## Work to complete
Can you restate the records below word for word?

***** Material for this exercise

//! Transaction coordinator errors.

use thiserror::Error;

use tessera_cache::CacheError;
use tessera_common::{ErrorCode, TesseraError, XaState};

use crate::status::EngineStatus;

/// Errors returned by [`crate::TransactionServices`].
#[derive(Debug, Clone, PartialEq, Eq, Error)]
pub enum TransactionError {
    /// An engine call failed; the statement fails but the transaction can
    /// still be rolled back cleanly.
    #[error("engine '{engine}' failed to {operation}: {status}")]
    EngineFailed {
        /// Engine name.
        engine: String,
        /// What the coordinator asked the engine to do.
        operation: &'static str,
        /// Most severe status returned.
        status: EngineStatus,
    },

    /// The whole transaction was rolled back.
    #[error("transaction rolled back: {reason}")]
    RolledBack {
        /// Why the transaction was rolled back.
        reason: String,
    },

    /// Commit failed after every participant voted yes. Engines may now
    /// disagree until the recovery sweep runs.
    #[error("commit failed after prepare on engines {engines:?}; recovery required")]
    CommitInconsistent {
        /// Engines whose commit failed.
        engines: Vec<String>,
    },

    /// No savepoint with this name.
    #[error("savepoint '{name}' does not exist")]
    SavepointNotFound {
        /// The savepoint name.
        name: String,
    },

    /// No engine with this name or slot.
    #[error("storage engine '{name}' is not registered")]
    EngineNotFound {
        /// Engine name or slot.
        name: String,
    },

    /// Every engine slot is taken.
    #[error("cannot register more than {max} storage engines")]
    TooManyEngines {
        /// Configured slot count.
        max: usize,
    },

    /// An engine with this name is already registered.
    #[error("storage engine '{name}' is already registered")]
    DuplicateEngine {
        /// Engine name.
        name: String,
    },

    /// The session was killed before the transaction reached PREPARE.
    #[error("session killed")]
    Killed,

    /// A participant vetoed XA PREPARE; the branch was rolled back.
    #[error("XA branch {xid} rolled back: {reason}")]
    XaRollback {
        /// The branch.
        xid: String,
        /// Why it was rolled back.
        reason: String,
    },

    /// Unknown XID.
    #[error("unknown XID {xid}")]
    XaNotFound {
        /// The XID.
        xid: String,
    },

    /// The XA command is not allowed in the current branch state.
    #[error("XA {command} is not allowed in state {state}")]
    XaInvalidState {
        /// The command attempted.
        command: &'static str,
        /// Current branch state.
        state: XaState,
    },

    /// The XID is already in use.
    #[error("XID {xid} already exists")]
    XaDuplicate {
        /// The XID.
        xid: String,
    },

    /// Recovery found prepared local transactions but had neither a commit
    /// log nor a heuristic decision.
    #[error("found {count} prepared transactions; run recovery with a commit log or a heuristic decision")]
    RecoveryRequired {
        /// Number of prepared local transactions.
        count: usize,
    },

    /// Registry failure.
    #[error(transparent)]
    Cache(#[from] CacheError),

    /// Coordinator invariant violated.
    #[error("internal error: {0}")]
    Internal(String),
}

impl TransactionError {
    /// Returns the error code for this error.
    pub fn code(&self) -> ErrorCode {
        match self {
            TransactionError::EngineFailed { status, .. } => {
                status.code().unwrap_or(ErrorCode::EngineStartFailed)
            }
            TransactionError::RolledBack { .. } => ErrorCode::TransactionRolledBack,
            TransactionError::CommitInconsistent { .. } => ErrorCode::CommitInconsistent,
            TransactionError::SavepointNotFound { .. } => ErrorCode::SavepointNotFound,
            TransactionError::EngineNotFound { .. } => ErrorCode::EngineNotFound,
            TransactionError::TooManyEngines { .. } => ErrorCode::TooManyEngines,
            TransactionError::DuplicateEngine { .. } => ErrorCode::DuplicateEngine,
            TransactionError::Killed => ErrorCode::Killed,
            TransactionError::XaRollback { .. } => ErrorCode::XaRollback,
            TransactionError::XaNotFound { .. } => ErrorCode::XaNotFound,
            TransactionError::XaInvalidState { .. } => ErrorCode::XaInvalidState,
            TransactionError::XaDuplicate { .. } => ErrorCode::XaDuplicate,
            TransactionError::RecoveryRequired { .. } => ErrorCode::RecoveryRequired,
            TransactionError::Cache(e) => e.code(),
            TransactionError::Internal(_) => ErrorCode::Internal,
        }
    }

    /// Returns true if the error ended the whole transaction rather than
    /// only the current statement.
    pub fn is_transaction_rollback(&self) -> bool {
        matches!(
            self,
            TransactionError::RolledBack { .. }
                | TransactionError::XaRollback { .. }
                | TransactionError::Killed
        )
    }

    pub(crate) fn engine(engine: &str, operation: &'static str, status: EngineStatus) -> Self {
        TransactionError::EngineFailed {
            engine: engine.to_string(),
            operation,
            status,
        }
    }
}

impl From<TransactionError> for TesseraError {
    fn from(err: TransactionError) -> Self {
        TesseraError::component(err.code(), err.to_string())
    }
}

/// Result type for transaction operations.
pub type TxnResult<T> = Result<T, TransactionError>;

#[cfg(test)]
mod tests {
    use super::*;

    #[test]
    fn test_rollback_is_distinguishable() {
        let rollback = TransactionError::RolledBack {
            reason: "prepare vetoed".into(),
        };
        let statement = TransactionError::engine("heap", "start transaction", EngineStatus::Io);
        assert!(rollback.is_transaction_rollback());
        assert!(!statement.is_transaction_rollback());
        assert_ne!(rollback.code(), statement.code());
        assert_eq!(statement.code(), ErrorCode::Io);
    }

    #[test]
    fn test_display() {
        let err = TransactionError::XaInvalidState {
            command: "PREPARE",
            state: XaState::Active,
        };
        assert_eq!(err.to_string(), "XA PREPARE is not allowed in state ACTIVE");
        let err: TesseraError = TransactionError::Killed.into();
        assert_eq!(err.code(), ErrorCode::Killed);
    }
}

**********

## Solution for this exercise
//! Transaction coordinator errors.

use thiserror::Error;

use tessera_cache::CacheError;
use tessera_common::{ErrorCode, TesseraError, XaState};

use crate::status::EngineStatus;

/// Errors returned by [`crate::TransactionServices`].
#[derive(Debug, Clone, PartialEq, Eq, Error)]
pub enum TransactionError {
    /// An engine call failed; the statement fails but the transaction can
    /// still be rolled back cleanly.
    #[error("engine '{engine}' failed to {operation}: {status}")]
    EngineFailed {
        /// Engine name.
        engine: String,
        /// What the coordinator asked the engine to do.
        operation: &'static str,
        /// Most severe status returned.
        status: EngineStatus,
    },

    /// The whole transaction was rolled back.
    #[error("transaction rolled back: {reason}")]
    RolledBack {
        /// Why the transaction was rolled back.
        reason: String,
    },

    /// Commit failed after every participant voted yes. Engines may now
    /// disagree until the recovery sweep runs.
    #[error("commit failed after prepare on engines {engines:?}; recovery required")]
    CommitInconsistent {
        /// Engines whose commit failed.
        engines: Vec<String>,
    },

    /// No savepoint with this name.
    #[error("savepoint '{name}' does not exist")]
    SavepointNotFound {
        /// The savepoint name.
        name: String,
    },

    /// No engine with this name or slot.
    #[error("storage engine '{name}' is not registered")]
    EngineNotFound {
        /// Engine name or slot.
        name: String,
    },

    /// Every engine slot is taken.
    #[error("cannot register more than {max} storage engines")]
    TooManyEngines {
        /// Configured slot count.
        max: usize,
    },

    /// An engine with this name is already registered.
    #[error("storage engine '{name}' is already registered")]
    DuplicateEngine {
        /// Engine name.
        name: String,
    },

    /// The session was killed before the transaction reached PREPARE.
    #[error("session killed")]
    Killed,

    /// A participant vetoed XA PREPARE; the branch was rolled back.
    #[error("XA branch {xid} rolled back: {reason}")]
    XaRollback {
        /// The branch.
        xid: String,
        /// Why it was rolled back.
        reason: String,
    },

    /// Unknown XID.
    #[error("unknown XID {xid}")]
    XaNotFound {
        /// The XID.
        xid: String,
    },

    /// The XA command is not allowed in the current branch state.
    #[error("XA {command} is not allowed in state {state}")]
    XaInvalidState {
        /// The command attempted.
        command: &'static str,
        /// Current branch state.
        state: XaState,
    },

    /// The XID is already in use.
    #[error("XID {xid} already exists")]
    XaDuplicate {
        /// The XID.
        xid: String,
    },

    /// Recovery found prepared local transactions but had neither a commit
    /// log nor a heuristic decision.
    #[error("found {count} prepared transactions; run recovery with a commit log or a heuristic decision")]
    RecoveryRequired {
        /// Number of prepared local transactions.
        count: usize,
    },

    /// Registry failure.
    #[error(transparent)]
    Cache(#[from] CacheError),

    /// Coordinator invariant violated.
    #[error("internal error: {0}")]
    Internal(String),
}

impl TransactionError {
    /// Returns the error code for this error.
    pub fn code(&self) -> ErrorCode {
        match self {
            TransactionError::EngineFailed { status, .. } => {
                status.code().unwrap_or(ErrorCode::EngineStartFailed)
            }
            TransactionError::RolledBack { .. } => ErrorCode::TransactionRolledBack,
            TransactionError::CommitInconsistent { .. } => ErrorCode::CommitInconsistent,
            TransactionError::SavepointNotFound { .. } => ErrorCode::SavepointNotFound,
            TransactionError::EngineNotFound { .. } => ErrorCode::EngineNotFound,
            TransactionError::TooManyEngines { .. } => ErrorCode::TooManyEngines,
            TransactionError::DuplicateEngine { .. } => ErrorCode::DuplicateEngine,
            TransactionError::Killed => ErrorCode::Killed,
            TransactionError::XaRollback { .. } => ErrorCode::XaRollback,
            TransactionError::XaNotFound { .. } => ErrorCode::XaNotFound,
            TransactionError::XaInvalidState { .. } => ErrorCode::XaInvalidState,
            TransactionError::XaDuplicate { .. } => ErrorCode::XaDuplicate,
            TransactionError::RecoveryRequired { .. } => ErrorCode::RecoveryRequired,
            TransactionError::Cache(e) => e.code(),
            TransactionError::Internal(_) => ErrorCode::Internal,
        }
    }

    /// Returns true if the error ended the whole transaction rather than
    /// only the current statement.
    pub fn is_transaction_rollback(&self) -> bool {
        matches!(
            self,
            TransactionError::RolledBack { .. }
                | TransactionError::XaRollback { .. }
                | TransactionError::Killed
        )
    }

    pub(crate) fn engine(engine: &str, operation: &'static str, status: EngineStatus) -> Self {
        TransactionError::EngineFailed {
            engine: engine.to_string(),
            operation,
            status,
        }
    }
}

impl From<TransactionError> for TesseraError {
    fn from(err: TransactionError) -> Self {
        TesseraError::component(err.code(), err.to_string())
    }
}

/// Result type for transaction operations.
pub type TxnResult<T> = Result<T, TransactionError>;

#[cfg(test)]
mod tests {
    use super::*;

    #[test]
    fn test_rollback_is_distinguishable() {
        let rollback = TransactionError::RolledBack {
            reason: "prepare vetoed".into(),
        };
        let statement = TransactionError::engine("heap", "start transaction", EngineStatus::Io);
        assert!(rollback.is_transaction_rollback());
        assert!(!statement.is_transaction_rollback());
        assert_ne!(rollback.code(), statement.code());
        assert_eq!(statement.code(), ErrorCode::Io);
    }

    #[test]
    fn test_display() {
        let err = TransactionError::XaInvalidState {
            command: "PREPARE",
            state: XaState::Active,
        };
        assert_eq!(err.to_string(), "XA PREPARE is not allowed in state ACTIVE");
        let err: TesseraError = TransactionError::Killed.into();
        assert_eq!(err.code(), ErrorCode::Killed);
    }
}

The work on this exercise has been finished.